Le juge des référés a estimé, en second lieu, qu’en fixant au 1er octobre la date d’entrée en vigueur de la réforme de l’assurance chômage, le gouvernement n’avait commis aucune erreur manifeste d’appréciation
L’ordonnance du 22 juin 2021, statuant en référé, avait suspendu les nouvelles règles de calcul du montant de l’allocation chômage qui devaient entrer en vigueur le 1er juillet dans la mesure où elle avait estimé que la situation de l’emploi ne permettait pas de mettre en place ces nouvelles règles d’indemnisation moins favorables aux salariés (Ordonnance du 22 juin 2021, n°452210).
Devant le Conseil d’État, le ministre du Travail a invoqué, pour justifier l’entrée en vigueur de la réforme au 1er octobre, « un dépassement du niveau d’avant crise en termes de créations nettes d’emplois dans le secteur privé, une stabilisation du taux de chômage à 8,0 % de la population active au deuxième trimestre 2021 à un niveau proche de celui de la fin de l’année 2019 (8,1 %), le maintien à un niveau élevé des embauches de plus d’un mois hors intérim et du niveau d’embauches en contrat à durée indéterminée, une dynamique à la baisse du nombre de demandeurs d’emploi inscrits à Pôle emploi sans activité (DEFMA) et une diminution du chômage partiel pour la période comprise entre mai et septembre 2021 ».

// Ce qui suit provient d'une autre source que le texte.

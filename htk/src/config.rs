//! Converter configuration.
//!
//! Loadable from YAML; every field except the four input/output paths has a
//! default:
//!
//! ```yaml
//! mlf_list: data/mlf.list
//! listing: data/train.scp
//! vocabulary: data/statelist
//! output_dir: out
//! label_format: binary
//! input_byte_order: little
//! output_byte_order: little
//! label_layout: compact-indexed
//! chunk_size: 1000
//! version: 1
//! ```

use std::fmt;
use std::fs::File;
use std::io::BufReader;
use std::path::{Path, PathBuf};
use std::str::FromStr;

use serde::{Deserialize, Serialize};

use crate::endian::ByteOrder;
use crate::error::{Error, Result};
use crate::label::LabelFormat;
use crate::layout::LabelLayout;
use crate::manifest::DEFAULT_MANIFEST_NAME;
use crate::reader::ChunkFormat;
use crate::writer::{DEFAULT_CHUNK_SIZE, DEFAULT_VERSION, WriterOptions};

/// MLF serialization named in configuration.
#[derive(Debug, Clone, Copy, PartialEq, Eq, Default, Serialize, Deserialize)]
#[serde(rename_all = "lowercase")]
pub enum MlfEncoding {
    Text,
    #[default]
    Binary,
}

impl fmt::Display for MlfEncoding {
    fn fmt(&self, f: &mut fmt::Formatter<'_>) -> fmt::Result {
        match self {
            MlfEncoding::Text => write!(f, "text"),
            MlfEncoding::Binary => write!(f, "binary"),
        }
    }
}

impl FromStr for MlfEncoding {
    type Err = String;

    fn from_str(s: &str) -> std::result::Result<Self, Self::Err> {
        match s {
            "text" => Ok(MlfEncoding::Text),
            "binary" => Ok(MlfEncoding::Binary),
            other => Err(format!("unknown MLF format {other:?} (want text or binary)")),
        }
    }
}

/// Full option set for one conversion run.
#[derive(Debug, Clone, PartialEq, Eq, Serialize, Deserialize)]
#[serde(default)]
pub struct ConvertConfig {
    /// File listing one MLF path per line.
    pub mlf_list: PathBuf,
    /// Listing (SCP) file.
    pub listing: PathBuf,
    /// Phone/state list.
    pub vocabulary: PathBuf,
    pub output_dir: PathBuf,
    /// Base directory for relative feature paths in the listing.
    #[serde(skip_serializing_if = "Option::is_none")]
    pub feature_root: Option<PathBuf>,
    pub label_format: MlfEncoding,
    /// Integer byte order of binary MLF files.
    pub input_byte_order: ByteOrder,
    /// Integer byte order of the chunk files.
    pub output_byte_order: ByteOrder,
    pub label_layout: LabelLayout,
    pub chunk_size: usize,
    pub version: u32,
    /// Append `<EOS>` and `<SOS>` to the vocabulary.
    pub add_start_end: bool,
    pub manifest_name: String,
    /// Skip MLF files that fail to parse instead of aborting.
    pub skip_malformed_label_files: bool,
}

impl Default for ConvertConfig {
    fn default() -> Self {
        Self {
            mlf_list: PathBuf::new(),
            listing: PathBuf::new(),
            vocabulary: PathBuf::new(),
            output_dir: PathBuf::new(),
            feature_root: None,
            label_format: MlfEncoding::Binary,
            input_byte_order: ByteOrder::Little,
            output_byte_order: ByteOrder::Little,
            label_layout: LabelLayout::CompactIndexed,
            chunk_size: DEFAULT_CHUNK_SIZE,
            version: DEFAULT_VERSION,
            add_start_end: false,
            manifest_name: DEFAULT_MANIFEST_NAME.to_string(),
            skip_malformed_label_files: false,
        }
    }
}

impl ConvertConfig {
    /// Loads a YAML config file.
    pub fn load<P: AsRef<Path>>(path: P) -> Result<Self> {
        let file = File::open(path)?;
        Ok(serde_yaml::from_reader(BufReader::new(file))?)
    }

    pub fn from_yaml(s: &str) -> Result<Self> {
        Ok(serde_yaml::from_str(s)?)
    }

    pub fn validate(&self) -> Result<()> {
        for (name, path) in [
            ("mlf_list", &self.mlf_list),
            ("listing", &self.listing),
            ("vocabulary", &self.vocabulary),
            ("output_dir", &self.output_dir),
        ] {
            if path.as_os_str().is_empty() {
                return Err(Error::InvalidConfig(format!("{name} is required")));
            }
        }
        if self.chunk_size == 0 {
            return Err(Error::InvalidConfig("chunk_size must be positive".into()));
        }
        if self.manifest_name.is_empty() {
            return Err(Error::InvalidConfig("manifest_name must not be empty".into()));
        }
        Ok(())
    }

    pub fn label_format(&self) -> LabelFormat {
        match self.label_format {
            MlfEncoding::Text => LabelFormat::Text,
            MlfEncoding::Binary => LabelFormat::Binary {
                byte_order: self.input_byte_order,
            },
        }
    }

    pub fn writer_options(&self) -> WriterOptions {
        WriterOptions {
            chunk_size: self.chunk_size,
            byte_order: self.output_byte_order,
            layout: self.label_layout,
            version: self.version,
            manifest_name: self.manifest_name.clone(),
        }
    }

    pub fn chunk_format(&self) -> ChunkFormat {
        ChunkFormat {
            byte_order: self.output_byte_order,
            layout: self.label_layout,
        }
    }
}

On notera que beaucoup de ces indicateurs étaient déjà applicables au mois de juin.
Le Conseil d’État en a déduit qu’en fixant au 1er octobre l’entrée en vigueur de la réforme du salaire journalier de référence, le gouvernement n’avait commis aucune erreur manifeste d’appréciation.
En conclusion, cette ordonnance, qui revient discrètement sur l’ordonnance du 22 juin 2021, est politiquement habile : elle permet au gouvernement de mettre en œuvre, comme il le souhaite, au 1er octobre 2021, sa réforme de l’assurance chômage sur « la permittence », qui est un vrai sujet en terme de précarité d’emploi.
Dans la mesure où l’ordonnance du 22 juin 2021 avait écarté de façon très argumentée tous les moyens soulevés au fond contre le décret du 30 mars 2021, on peut espérer que le Conseil d’État validera au fond cette réforme, ce qui mettrait définitivement un terme à ce feuilleton.